Key words: catalytic domain; chitin-binding domain; fibronectin type-like domain; gene cloning; insecticidal activity


Chitin, an insoluble polymer of N-acetyl-D-glucosamine (GlcNAc), is an important component of insect exoskeletons, crustacean shells and fungal cell walls. Chitin is the second most abundant component of biomass in nature after cellulose and can be degraded to GlcNAc monomers by chitinase. Chitinases are found in a wide range of organisms, including bacteria, fungi, plants, insects, crustaceans and some vertebrates. Chitinases, including endochitinase, exochitinase, β-N-acetylglucosaminidase and chitobiase, play important physiological and ecological roles in chitin metabolism (Flach et al., 1992; Felse and Panda, 1999). Many microbial species produce chitinase and digest chitin as a carbon and energy source. Bacteria in particular can produce high levels of chitinolytic enzymes. Based on their amino acid sequence similarities, chitinases are grouped into families 18 and 19 of glycoside hydrolases (Henrissat and Bairoch, 1993). Family 19 chitinases include classes I, II and IV of plant chitinases (Collinge et al., 1993; Levorson and Chlan, 1997; Gomez et al., 2002) and family 18 chitinases include most of the chitinases from bacteria, fungi, insects, animals and plants (class III and V chitinases).

Spodoptera litura multicapsid nucleopolyhedrovirus (SpltNPV) is highly specific and infects only a single host, the cotton leaf worm (Spodoptera litura).
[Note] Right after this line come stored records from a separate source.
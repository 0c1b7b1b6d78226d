// (C) 2025 - Enzo Lombardi

//! `ErrorRecovery`: retry policy, fallback escalation, I/O error classification.
//!
//! Classifies failures using [`crate::error::Error`]'s own `is_transient` /
//! `is_capability_missing` / `is_fatal_io` predicates, then decides what a
//! caller should do next: retry after a backoff, downgrade a capability and
//! continue, or escalate to the next backend in
//! [`crate::capability::BackendKind::fallback_chain`].

use crate::capability::BackendKind;
use crate::error::Error;
use std::time::Duration;

/// What the caller should do after a failed operation.
#[derive(Debug, Clone, PartialEq)]
pub enum RecoveryAction {
    /// Retry the same operation after waiting this long.
    RetryAfter(Duration),
    /// Drop to a lower capability (e.g. rgb24 -> 256) and retry immediately.
    Downgrade,
    /// Give up on the current backend and re-init with the next one.
    Escalate(Option<BackendKind>),
    /// Not recoverable; propagate to the application.
    GiveUp,
}

/// Exponential backoff with a ceiling, escalating to the next backend after
/// `max_attempts` consecutive failures on the current one.
pub struct ErrorRecovery {
    current: BackendKind,
    attempts: u32,
    max_attempts: u32,
    base_delay: Duration,
    max_delay: Duration,
}

impl ErrorRecovery {
    pub fn new(current: BackendKind) -> Self {
        Self {
            current,
            attempts: 0,
            max_attempts: 5,
            base_delay: Duration::from_millis(10),
            max_delay: Duration::from_secs(2),
        }
    }

    pub fn with_policy(current: BackendKind, max_attempts: u32, base_delay: Duration, max_delay: Duration) -> Self {
        Self { current, attempts: 0, max_attempts, base_delay, max_delay }
    }

    pub fn current_backend(&self) -> BackendKind {
        self.current
    }

    /// Reset the attempt counter after an operation finally succeeds.
    pub fn record_success(&mut self) {
        self.attempts = 0;
    }

    /// Classify `err` and decide the next action, advancing internal retry
    /// state. Escalating resets the attempt counter against the new backend.
    pub fn classify(&mut self, err: &Error) -> RecoveryAction {
        if err.is_capability_missing() {
            log::warn!("backend reported missing capability, downgrading: {err}");
            return RecoveryAction::Downgrade;
        }

        if err.is_transient() {
            self.attempts += 1;
            if self.attempts > self.max_attempts {
                return self.escalate(err);
            }
            let delay = self.backoff_delay();
            log::debug!("transient I/O error, retrying in {delay:?}: {err}");
            return RecoveryAction::RetryAfter(delay);
        }

        if err.is_fatal_io() {
            return self.escalate(err);
        }

        log::error!("unrecoverable error: {err}");
        RecoveryAction::GiveUp
    }

    fn escalate(&mut self, err: &Error) -> RecoveryAction {
        self.attempts = 0;
        match self.current.next_fallback() {
            Some(next) => {
                log::warn!("escalating from {:?} to {next:?} after: {err}", self.current);
                self.current = next;
                RecoveryAction::Escalate(Some(next))
            }
            None => {
                log::error!("fallback chain exhausted after: {err}");
                RecoveryAction::Escalate(None)
            }
        }
    }

    fn backoff_delay(&self) -> Duration {
        let exp = self.attempts.min(16);
        let scaled = self.base_delay.saturating_mul(1u32 << exp.min(20));
        scaled.min(self.max_delay)
    }
}

#[cfg(test)]
mod tests {
    use super::*;
    use std::io;

    #[test]
    fn transient_retries_with_growing_backoff() {
        let mut recovery = ErrorRecovery::new(BackendKind::Ansi);
        let err = Error::transient_io(io::Error::from(io::ErrorKind::Interrupted));
        let first = recovery.classify(&err);
        let second = recovery.classify(&err);
        match (first, second) {
            (RecoveryAction::RetryAfter(d1), RecoveryAction::RetryAfter(d2)) => assert!(d2 >= d1),
            other => panic!("expected two retries, got {other:?}"),
        }
    }

    #[test]
    fn capability_missing_downgrades() {
        let mut recovery = ErrorRecovery::new(BackendKind::Ansi);
        let err = Error::capability_missing("rgb24 unsupported");
        assert_eq!(recovery.classify(&err), RecoveryAction::Downgrade);
    }

    #[test]
    fn fatal_io_escalates_to_next_backend() {
        let mut recovery = ErrorRecovery::new(BackendKind::Ansi);
        let err = Error::fatal_io(io::Error::from(io::ErrorKind::BrokenPipe));
        assert_eq!(
            recovery.classify(&err),
            RecoveryAction::Escalate(Some(BackendKind::TermiosRaw))
        );
        assert_eq!(recovery.current_backend(), BackendKind::TermiosRaw);
    }

    #[test]
    fn escalation_past_last_backend_gives_up() {
        let mut recovery = ErrorRecovery::new(BackendKind::CursesFallback);
        let err = Error::fatal_io(io::Error::from(io::ErrorKind::BrokenPipe));
        assert_eq!(recovery.classify(&err), RecoveryAction::Escalate(None));
    }

    #[test]
    fn repeated_transient_failures_eventually_escalate() {
        let mut recovery =
            ErrorRecovery::with_policy(BackendKind::Ansi, 2, Duration::from_millis(1), Duration::from_millis(100));
        let err = Error::transient_io(io::Error::from(io::ErrorKind::WouldBlock));
        assert!(matches!(recovery.classify(&err), RecoveryAction::RetryAfter(_)));
        assert!(matches!(recovery.classify(&err), RecoveryAction::RetryAfter(_)));
        assert_eq!(
            recovery.classify(&err),
            RecoveryAction::Escalate(Some(BackendKind::TermiosRaw))
        );
    }

    #[test]
    fn success_resets_attempt_counter() {
        let mut recovery =
            ErrorRecovery::with_policy(BackendKind::Ansi, 1, Duration::from_millis(1), Duration::from_millis(100));
        let err = Error::transient_io(io::Error::from(io::ErrorKind::WouldBlock));
        let _ = recovery.classify(&err);
        recovery.record_success();
        assert!(matches!(recovery.classify(&err), RecoveryAction::RetryAfter(_)));
    }
}
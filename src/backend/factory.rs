// (C) 2025 - Enzo Lombardi

//! `PlatformFactory`: picks and wires a display/input backend pair.
//!
//! Generalizes this crate's prior `Terminal::new`, which always constructed
//! a `CrosstermBackend` directly, into a selection step: probe capabilities,
//! honor an explicit override, otherwise score the fallback chain and take
//! the best-scoring candidate, then construct both halves of that backend.

use crate::capability::{BackendKind, CapabilityProbe, Capabilities};
use crate::error::{Error, Result};

use super::ansi::{AnsiBackend, AnsiInputBackend};
use super::curses_fallback::{CursesFallbackBackend, CursesFallbackInputBackend};
use super::termios_raw::{TermiosRawBackend, TermiosRawInputBackend};
use super::{DisplayBackend, InputBackend};

/// A selected, constructed-but-uninitialized backend pair plus the
/// capabilities that drove the selection.
pub struct PlatformFactory {
    pub display: Box<dyn DisplayBackend>,
    pub input: Box<dyn InputBackend>,
    pub capabilities: Capabilities,
    pub kind: BackendKind,
}

impl PlatformFactory {
    /// Probes the environment and selects the highest-scoring backend not
    /// already tried, consulting `TERMIO_BACKEND` first.
    pub fn detect() -> Result<Self> {
        let probe = CapabilityProbe::detect_tty();
        if !probe.is_terminal() {
            return Err(Error::not_a_terminal());
        }
        let capabilities = probe.probe();

        let kind = CapabilityProbe::backend_override().unwrap_or_else(|| {
            BackendKind::fallback_chain()
                .into_iter()
                .max_by_key(|&candidate| CapabilityProbe::score(&capabilities, candidate))
                .unwrap_or(BackendKind::CursesFallback)
        });

        Ok(Self::build(kind, capabilities))
    }

    /// Builds a specific backend pair without probing, e.g. when retrying
    /// after [`crate::recovery::ErrorRecovery::classify`] returns
    /// `Escalate(Some(kind))`.
    pub fn build(kind: BackendKind, capabilities: Capabilities) -> Self {
        let (display, input): (Box<dyn DisplayBackend>, Box<dyn InputBackend>) = match kind {
            BackendKind::Ansi => (Box::new(AnsiBackend::new()), Box::new(AnsiInputBackend::new())),
            BackendKind::TermiosRaw => {
                (Box::new(TermiosRawBackend::new()), Box::new(TermiosRawInputBackend::new()))
            }
            BackendKind::CursesFallback => {
                (Box::new(CursesFallbackBackend::new()), Box::new(CursesFallbackInputBackend::new()))
            }
        };
        Self { display, input, capabilities, kind }
    }

    /// Rebuilds this factory as the next backend in the fallback chain,
    /// carrying the same capabilities forward. `None` once the chain is
    /// exhausted.
    pub fn downgrade(self) -> Option<Self> {
        let next = self.kind.next_fallback()?;
        Some(Self::build(next, self.capabilities))
    }
}

#[cfg(test)]
mod tests {
    use super::*;
    use crate::attr::ColorDepth;
    use crate::capability::MouseSupport;

    #[test]
    fn build_selects_matching_backend_kind() {
        let caps = Capabilities::default();
        let factory = PlatformFactory::build(BackendKind::CursesFallback, caps);
        assert_eq!(factory.kind, BackendKind::CursesFallback);
    }

    #[test]
    fn downgrade_walks_the_fallback_chain() {
        let caps = Capabilities { color_depth: ColorDepth::Rgb24, mouse: MouseSupport::Sgr, ..Capabilities::default() };
        let factory = PlatformFactory::build(BackendKind::Ansi, caps);
        let factory = factory.downgrade().expect("ansi falls back to termios-raw");
        assert_eq!(factory.kind, BackendKind::TermiosRaw);
        let factory = factory.downgrade().expect("termios-raw falls back to curses");
        assert_eq!(factory.kind, BackendKind::CursesFallback);
        assert!(factory.downgrade().is_none());
    }
}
This insect is an economically important polyphagous pest in China, India and Japan, where it causes considerable economic loss to many vegetable and field crops. SpltNPV has been successfully applied in large scale as a commercial biological insecticide against the cotton leaf worm in China (Pang et al., 2001). However, like other biopesticides, SpltNPV has several potential limitations for broad commercial use, such as slow speed of kill (ranging from five days to more than two weeks), short field stability, very narrow host specificity, susceptibility to UV light, short shelf-life and high production costs (Inceoglu et al., 2006; Mills and Kean, 2010). Although there is considerable information on bacterial chitinase genes, there have been no reports on the chitinase genes from Pseudomonas species. In this study, we isolated a bacterium with chitinase activity from a vegetable field and identified this strain as a Pseudomonas species. To further characterize the chitinase genes from this bacterium, we initially cloned the chitinase C gene and analyzed the resulting sequence. Subsequently, the Pseudomonaschitinase C gene (PsChiC) was expressed in Escherichia coli BL21(DE3) using a 6xHis-fusion protein expression system and the synergistic effects of PsChiC in combination with SpltNPV on larvicidal activity against S. litura were evaluated.

Material and Methods

Isolation of chitinase-producing microorganisms

To isolate chitinase-producing microorganisms, soil was collected from a vegetable field in Taixing city, Jiangsu Province, China, crushed and suspended in sterile water with shaking for 2 h. After centrifugation at 8000 × g for 10 min, the supernatant was diluted and spread on synthetic medium containing 1.4% agar. Analysis of the 16S rDNA sequence, as well as biochemical and physiological characterization of the isolated strain were done by the TAKARA Company, China.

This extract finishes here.